== EXERCISE MATERIALS ==

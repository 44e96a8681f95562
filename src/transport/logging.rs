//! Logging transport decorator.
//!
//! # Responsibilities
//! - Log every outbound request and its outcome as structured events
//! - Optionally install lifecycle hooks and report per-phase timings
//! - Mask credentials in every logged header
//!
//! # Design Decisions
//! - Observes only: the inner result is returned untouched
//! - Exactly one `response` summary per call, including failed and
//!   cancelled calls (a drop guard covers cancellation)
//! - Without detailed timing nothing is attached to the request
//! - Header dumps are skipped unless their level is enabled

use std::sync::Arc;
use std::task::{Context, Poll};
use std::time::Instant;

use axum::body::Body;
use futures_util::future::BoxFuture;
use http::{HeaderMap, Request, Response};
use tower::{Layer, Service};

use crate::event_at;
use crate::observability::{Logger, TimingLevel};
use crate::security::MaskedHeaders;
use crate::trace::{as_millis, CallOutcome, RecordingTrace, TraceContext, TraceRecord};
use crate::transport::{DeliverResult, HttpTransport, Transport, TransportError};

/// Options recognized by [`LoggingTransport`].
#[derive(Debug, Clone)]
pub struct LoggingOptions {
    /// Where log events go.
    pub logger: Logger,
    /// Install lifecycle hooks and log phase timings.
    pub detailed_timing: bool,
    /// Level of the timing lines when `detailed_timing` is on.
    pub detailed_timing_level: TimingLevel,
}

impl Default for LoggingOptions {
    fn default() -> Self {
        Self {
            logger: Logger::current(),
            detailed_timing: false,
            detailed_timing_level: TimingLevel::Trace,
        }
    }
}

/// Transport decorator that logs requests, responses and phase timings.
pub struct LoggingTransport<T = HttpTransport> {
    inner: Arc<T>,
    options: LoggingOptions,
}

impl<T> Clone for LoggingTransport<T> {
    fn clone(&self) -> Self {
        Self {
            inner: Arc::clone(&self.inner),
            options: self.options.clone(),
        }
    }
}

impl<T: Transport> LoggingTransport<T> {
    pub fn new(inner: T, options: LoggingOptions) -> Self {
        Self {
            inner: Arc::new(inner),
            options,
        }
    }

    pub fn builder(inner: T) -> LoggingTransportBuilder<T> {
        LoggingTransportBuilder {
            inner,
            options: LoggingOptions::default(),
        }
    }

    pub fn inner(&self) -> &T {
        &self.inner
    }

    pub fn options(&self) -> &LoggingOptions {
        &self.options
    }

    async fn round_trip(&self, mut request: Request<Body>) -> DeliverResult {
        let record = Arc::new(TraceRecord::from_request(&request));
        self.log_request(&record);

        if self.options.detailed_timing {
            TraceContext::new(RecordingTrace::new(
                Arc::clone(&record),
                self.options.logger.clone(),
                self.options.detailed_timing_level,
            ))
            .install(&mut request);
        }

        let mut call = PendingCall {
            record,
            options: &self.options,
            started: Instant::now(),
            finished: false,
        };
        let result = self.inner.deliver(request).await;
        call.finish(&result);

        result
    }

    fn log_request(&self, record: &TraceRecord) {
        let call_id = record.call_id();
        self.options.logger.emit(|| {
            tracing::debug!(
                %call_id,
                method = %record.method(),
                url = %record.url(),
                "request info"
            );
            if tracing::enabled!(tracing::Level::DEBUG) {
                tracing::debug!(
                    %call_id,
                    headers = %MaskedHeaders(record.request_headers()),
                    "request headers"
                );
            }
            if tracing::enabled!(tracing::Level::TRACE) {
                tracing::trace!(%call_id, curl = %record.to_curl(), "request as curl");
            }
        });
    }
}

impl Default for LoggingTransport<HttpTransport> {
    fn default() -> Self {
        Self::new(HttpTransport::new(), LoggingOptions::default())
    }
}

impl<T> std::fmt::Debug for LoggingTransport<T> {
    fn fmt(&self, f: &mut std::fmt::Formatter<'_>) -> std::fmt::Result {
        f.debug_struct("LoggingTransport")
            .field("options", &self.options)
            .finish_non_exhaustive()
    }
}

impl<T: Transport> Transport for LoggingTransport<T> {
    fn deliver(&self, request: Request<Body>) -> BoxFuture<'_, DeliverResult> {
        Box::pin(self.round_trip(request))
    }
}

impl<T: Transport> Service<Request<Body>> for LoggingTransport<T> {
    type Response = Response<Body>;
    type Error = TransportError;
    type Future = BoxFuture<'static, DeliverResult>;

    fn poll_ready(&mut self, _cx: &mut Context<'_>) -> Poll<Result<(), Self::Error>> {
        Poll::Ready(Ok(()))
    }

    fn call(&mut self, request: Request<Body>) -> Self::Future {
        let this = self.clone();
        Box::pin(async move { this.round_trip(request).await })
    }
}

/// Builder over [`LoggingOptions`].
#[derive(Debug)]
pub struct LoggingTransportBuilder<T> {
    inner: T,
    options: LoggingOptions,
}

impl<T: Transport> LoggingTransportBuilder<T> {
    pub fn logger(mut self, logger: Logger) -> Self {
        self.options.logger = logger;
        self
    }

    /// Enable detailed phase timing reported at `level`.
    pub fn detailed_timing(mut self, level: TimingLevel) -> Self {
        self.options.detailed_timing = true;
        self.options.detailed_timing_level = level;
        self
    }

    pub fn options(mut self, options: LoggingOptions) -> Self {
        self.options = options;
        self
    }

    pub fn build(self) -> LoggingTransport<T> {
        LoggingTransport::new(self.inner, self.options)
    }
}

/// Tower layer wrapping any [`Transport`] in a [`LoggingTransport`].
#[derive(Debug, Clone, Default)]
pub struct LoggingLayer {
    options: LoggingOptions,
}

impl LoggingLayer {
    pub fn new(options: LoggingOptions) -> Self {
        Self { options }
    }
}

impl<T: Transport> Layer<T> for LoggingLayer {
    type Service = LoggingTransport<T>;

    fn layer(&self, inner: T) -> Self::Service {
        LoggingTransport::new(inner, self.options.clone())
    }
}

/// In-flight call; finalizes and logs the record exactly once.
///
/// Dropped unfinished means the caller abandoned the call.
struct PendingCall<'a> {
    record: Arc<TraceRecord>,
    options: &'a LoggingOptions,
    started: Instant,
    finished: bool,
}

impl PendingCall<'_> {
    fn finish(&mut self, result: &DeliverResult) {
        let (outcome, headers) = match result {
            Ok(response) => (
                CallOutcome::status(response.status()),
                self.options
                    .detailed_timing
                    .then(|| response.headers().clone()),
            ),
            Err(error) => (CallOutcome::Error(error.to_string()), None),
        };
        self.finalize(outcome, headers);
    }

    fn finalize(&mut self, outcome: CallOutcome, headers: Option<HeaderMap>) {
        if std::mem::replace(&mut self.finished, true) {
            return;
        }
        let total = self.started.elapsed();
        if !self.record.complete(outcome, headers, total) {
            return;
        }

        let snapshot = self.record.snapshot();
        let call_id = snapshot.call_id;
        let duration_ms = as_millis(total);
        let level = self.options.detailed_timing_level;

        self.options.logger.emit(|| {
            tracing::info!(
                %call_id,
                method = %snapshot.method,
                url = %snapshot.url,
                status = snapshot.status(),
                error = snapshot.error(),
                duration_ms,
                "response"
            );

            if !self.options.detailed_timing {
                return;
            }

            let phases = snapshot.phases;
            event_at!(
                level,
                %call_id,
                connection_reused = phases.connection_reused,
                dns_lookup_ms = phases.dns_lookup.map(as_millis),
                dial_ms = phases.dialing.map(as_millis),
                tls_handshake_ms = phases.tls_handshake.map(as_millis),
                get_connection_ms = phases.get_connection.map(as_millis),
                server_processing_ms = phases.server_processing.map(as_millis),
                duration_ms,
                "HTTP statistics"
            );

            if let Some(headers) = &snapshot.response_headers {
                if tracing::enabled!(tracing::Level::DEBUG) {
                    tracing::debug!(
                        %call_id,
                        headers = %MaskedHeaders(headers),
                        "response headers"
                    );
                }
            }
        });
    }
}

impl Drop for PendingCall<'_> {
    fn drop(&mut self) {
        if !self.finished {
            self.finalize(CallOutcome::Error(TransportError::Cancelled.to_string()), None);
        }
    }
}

===
== EXERCISE MATERIALS ==

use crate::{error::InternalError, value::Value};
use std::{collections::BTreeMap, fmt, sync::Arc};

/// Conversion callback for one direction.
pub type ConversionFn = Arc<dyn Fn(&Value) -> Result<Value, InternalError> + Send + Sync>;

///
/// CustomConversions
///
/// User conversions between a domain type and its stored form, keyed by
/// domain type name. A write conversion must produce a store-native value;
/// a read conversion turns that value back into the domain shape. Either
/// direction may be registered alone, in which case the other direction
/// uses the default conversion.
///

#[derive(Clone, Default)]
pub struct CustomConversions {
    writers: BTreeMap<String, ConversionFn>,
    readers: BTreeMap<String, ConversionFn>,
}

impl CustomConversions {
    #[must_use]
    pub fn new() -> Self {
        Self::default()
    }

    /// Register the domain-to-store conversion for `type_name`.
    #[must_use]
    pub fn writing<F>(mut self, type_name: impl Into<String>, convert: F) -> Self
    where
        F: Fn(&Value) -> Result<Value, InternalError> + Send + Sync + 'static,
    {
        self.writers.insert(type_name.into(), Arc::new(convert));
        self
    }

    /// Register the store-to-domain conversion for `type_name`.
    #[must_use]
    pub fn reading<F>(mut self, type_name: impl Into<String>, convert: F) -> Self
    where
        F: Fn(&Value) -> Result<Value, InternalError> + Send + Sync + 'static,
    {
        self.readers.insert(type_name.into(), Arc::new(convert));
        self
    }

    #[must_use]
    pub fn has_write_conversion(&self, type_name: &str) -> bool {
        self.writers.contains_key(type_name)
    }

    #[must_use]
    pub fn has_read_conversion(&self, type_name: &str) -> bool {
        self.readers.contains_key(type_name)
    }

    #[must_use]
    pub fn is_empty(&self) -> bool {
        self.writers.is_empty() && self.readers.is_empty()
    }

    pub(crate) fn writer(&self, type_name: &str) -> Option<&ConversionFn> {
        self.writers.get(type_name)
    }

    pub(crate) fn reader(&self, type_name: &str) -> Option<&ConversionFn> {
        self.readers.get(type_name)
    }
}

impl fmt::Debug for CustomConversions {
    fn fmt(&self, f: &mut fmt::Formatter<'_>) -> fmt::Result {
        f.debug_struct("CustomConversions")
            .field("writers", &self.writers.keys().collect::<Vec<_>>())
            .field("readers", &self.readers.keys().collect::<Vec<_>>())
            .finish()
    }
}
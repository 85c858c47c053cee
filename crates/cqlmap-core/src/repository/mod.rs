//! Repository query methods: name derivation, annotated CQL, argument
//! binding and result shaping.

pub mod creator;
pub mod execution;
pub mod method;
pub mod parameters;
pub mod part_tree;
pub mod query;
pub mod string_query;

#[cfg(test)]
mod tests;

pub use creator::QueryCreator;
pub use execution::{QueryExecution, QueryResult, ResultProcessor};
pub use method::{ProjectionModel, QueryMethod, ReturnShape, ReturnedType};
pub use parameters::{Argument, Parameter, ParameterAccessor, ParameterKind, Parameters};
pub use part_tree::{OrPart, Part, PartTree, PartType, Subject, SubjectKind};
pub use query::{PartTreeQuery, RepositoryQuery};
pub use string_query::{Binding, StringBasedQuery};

===
== EXERCISE MATERIALS ==

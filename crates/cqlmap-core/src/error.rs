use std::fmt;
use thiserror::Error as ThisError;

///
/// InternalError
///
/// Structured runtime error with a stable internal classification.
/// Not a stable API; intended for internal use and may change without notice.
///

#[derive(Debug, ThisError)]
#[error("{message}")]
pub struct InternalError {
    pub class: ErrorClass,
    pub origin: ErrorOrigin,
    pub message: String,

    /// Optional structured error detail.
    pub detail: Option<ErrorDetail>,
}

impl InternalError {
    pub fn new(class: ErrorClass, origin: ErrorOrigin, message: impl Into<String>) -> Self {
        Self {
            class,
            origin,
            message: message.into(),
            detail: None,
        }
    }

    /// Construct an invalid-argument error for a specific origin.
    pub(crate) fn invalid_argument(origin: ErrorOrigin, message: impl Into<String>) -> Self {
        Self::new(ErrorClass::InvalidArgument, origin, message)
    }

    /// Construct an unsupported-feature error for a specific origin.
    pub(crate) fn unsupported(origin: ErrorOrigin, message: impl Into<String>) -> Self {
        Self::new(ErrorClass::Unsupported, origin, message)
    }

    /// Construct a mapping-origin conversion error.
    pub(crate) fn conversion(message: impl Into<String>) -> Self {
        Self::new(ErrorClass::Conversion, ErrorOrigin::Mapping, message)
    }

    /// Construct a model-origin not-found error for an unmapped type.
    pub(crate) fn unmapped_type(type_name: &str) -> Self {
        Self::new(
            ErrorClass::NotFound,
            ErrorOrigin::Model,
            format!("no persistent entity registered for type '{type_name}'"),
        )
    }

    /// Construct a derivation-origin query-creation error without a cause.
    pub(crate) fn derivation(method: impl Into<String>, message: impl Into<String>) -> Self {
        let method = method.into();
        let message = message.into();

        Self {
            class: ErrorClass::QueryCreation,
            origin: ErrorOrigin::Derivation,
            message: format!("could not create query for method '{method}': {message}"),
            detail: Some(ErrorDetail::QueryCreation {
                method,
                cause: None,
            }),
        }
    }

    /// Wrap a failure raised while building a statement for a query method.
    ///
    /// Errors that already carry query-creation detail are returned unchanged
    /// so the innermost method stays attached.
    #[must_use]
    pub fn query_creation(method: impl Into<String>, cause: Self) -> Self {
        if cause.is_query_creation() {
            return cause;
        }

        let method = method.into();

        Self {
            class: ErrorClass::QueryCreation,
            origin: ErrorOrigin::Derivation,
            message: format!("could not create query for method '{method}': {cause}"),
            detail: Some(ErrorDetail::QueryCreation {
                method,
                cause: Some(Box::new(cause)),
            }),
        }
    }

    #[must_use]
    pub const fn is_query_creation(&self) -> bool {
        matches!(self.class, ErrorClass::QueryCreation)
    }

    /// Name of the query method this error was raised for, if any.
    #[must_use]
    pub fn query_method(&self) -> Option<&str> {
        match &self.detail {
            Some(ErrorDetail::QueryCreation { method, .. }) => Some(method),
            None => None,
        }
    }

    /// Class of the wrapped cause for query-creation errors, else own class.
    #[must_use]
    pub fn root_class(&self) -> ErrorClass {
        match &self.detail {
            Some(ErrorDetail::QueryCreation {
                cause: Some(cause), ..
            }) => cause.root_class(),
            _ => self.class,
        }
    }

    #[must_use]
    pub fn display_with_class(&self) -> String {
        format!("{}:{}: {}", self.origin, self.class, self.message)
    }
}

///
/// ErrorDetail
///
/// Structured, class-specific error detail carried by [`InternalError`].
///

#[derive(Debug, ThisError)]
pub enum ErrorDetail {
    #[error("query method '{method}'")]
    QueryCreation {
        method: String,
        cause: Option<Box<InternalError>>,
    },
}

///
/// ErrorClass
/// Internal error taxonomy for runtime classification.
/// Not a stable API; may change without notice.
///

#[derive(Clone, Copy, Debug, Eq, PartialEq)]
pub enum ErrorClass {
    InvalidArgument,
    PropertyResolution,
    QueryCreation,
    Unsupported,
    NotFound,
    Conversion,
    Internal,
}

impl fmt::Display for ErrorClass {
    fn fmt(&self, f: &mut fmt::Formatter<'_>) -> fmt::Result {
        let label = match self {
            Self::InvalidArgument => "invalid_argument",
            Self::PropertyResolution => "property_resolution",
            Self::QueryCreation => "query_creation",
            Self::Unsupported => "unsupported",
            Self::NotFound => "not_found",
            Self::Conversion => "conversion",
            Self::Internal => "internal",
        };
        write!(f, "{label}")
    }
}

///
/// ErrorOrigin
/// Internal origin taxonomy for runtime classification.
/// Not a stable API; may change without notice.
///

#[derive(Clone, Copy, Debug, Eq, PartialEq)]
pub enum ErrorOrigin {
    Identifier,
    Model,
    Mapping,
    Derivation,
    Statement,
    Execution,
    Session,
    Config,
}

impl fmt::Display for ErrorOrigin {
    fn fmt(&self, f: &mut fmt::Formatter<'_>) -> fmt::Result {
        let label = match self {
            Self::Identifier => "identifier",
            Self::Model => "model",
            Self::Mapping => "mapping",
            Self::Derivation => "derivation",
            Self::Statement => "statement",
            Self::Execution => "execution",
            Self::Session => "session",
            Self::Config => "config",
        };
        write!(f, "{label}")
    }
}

===

◆ PROBLEM DESCRIPTION ◆
The response should be the listing above, limited to the lines between the one holding "repository 44e96a8681f95562" and the one holding "#[derive(Debug, Clone)]", inclusive, reproduced exactly.

◆ SOLVED EXERCISE ◆
repository 44e96a8681f95562
filename src/transport/logging.rs
//! Logging transport decorator.
//!
//! # Responsibilities
//! - Log every outbound request and its outcome as structured events
//! - Optionally install lifecycle hooks and report per-phase timings
//! - Mask credentials in every logged header
//!
//! # Design Decisions
//! - Observes only: the inner result is returned untouched
//! - Exactly one `response` summary per call, including failed and
//!   cancelled calls (a drop guard covers cancellation)
//! - Without detailed timing nothing is attached to the request
//! - Header dumps are skipped unless their level is enabled

use std::sync::Arc;
use std::task::{Context, Poll};
use std::time::Instant;

use axum::body::Body;
use futures_util::future::BoxFuture;
use http::{HeaderMap, Request, Response};
use tower::{Layer, Service};

use crate::event_at;
use crate::observability::{Logger, TimingLevel};
use crate::security::MaskedHeaders;
use crate::trace::{as_millis, CallOutcome, RecordingTrace, TraceContext, TraceRecord};
use crate::transport::{DeliverResult, HttpTransport, Transport, TransportError};

/// Options recognized by [`LoggingTransport`].
#[derive(Debug, Clone)]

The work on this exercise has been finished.